Looking back over what happened, anyone can see that we were set up for a miracle. All the pieces were in place. We had a desperate crisis. SAR experts were on the scene, well-equipped, ready and eager to tackle the mountain—willing to risk their lives to bring the missing climbers safely home. Resources, technology and volunteers poured in from all directions. Family members boldly spoke words of faith on network television. “Courage and hope”—how we clung to those words. God’s people everywhere mobilized to pray. Media cameras zoomed in and all America watched.

Yet, to our great dismay, there was no miraculous clearing of the skies. No stilling of the storms. No stopping of the winds. Instead, blizzards moved in with record fury, driving rescue workers off the mountain for the most critical days of the search. Everyone poured themselves into the effort and, to be completely honest, it seemed as though the only one who didn’t cooperate in the whole rescue operation was God.

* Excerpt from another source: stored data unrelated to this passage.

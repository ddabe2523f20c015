//! # streettalk-service
//!
//! Application layer: the use cases behind the composer and the feed.
//!
//! Every service borrows a [`ServiceContext`], which is built once at startup
//! and carries the stores, the content renderer, the configuration and the
//! viewer identity.

pub mod dto;
pub mod services;

pub use services::{
    ComposerService, FeedService, MediaService, PostService, ServiceContext,
    ServiceContextBuilder, ServiceError, ServiceResult, VoteService,
};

The book of Job opens with a man of faith on his knees and a God who seems to work against the prayers of His child. It is utterly mind boggling, but after only two chapters faithful, righteous Job’s whole life stands in ruins. But the book doesn't stop there. It goes on—for forty more chapters—to talk about the elephant in the room. Where was God when disaster fell? Why didn’t He step in and do something? What kind of God is He anyway? Are we wasting our time to put our faith in Him if He turns His back when we’re in trouble and crying out for His help?

Some of us are already wrestling with these questions—not just in the situation involving Kelly, Brian and Nikko, but in our private struggles with unanswered prayer and lives that are filled with disappointments, heartache, and loss. Our troubles mean these questions are personal, not academic. Much is at stake for all of us. We want to understand the God who holds our lives in His hands and whose ways so often defy our understanding.

And so, for a while, this blog is going to continue. I think we have some unfinished business that we all need to address. I hope you will stick with us—not with the expectation of getting all your questions answered, but with the intent of being honest with God, with how life looks, with what faith in God is all about. These questions are under discussion in our home. I want to take the conversation online. Frank will be joining us. I think a lot of us are interested in hearing his thoughts on these matters.

If you have questions you’d like discussed in this forum, feel free to raise them in the comments. We can’t promise to cover everything, but we want to at least try to take this discussion to the next level.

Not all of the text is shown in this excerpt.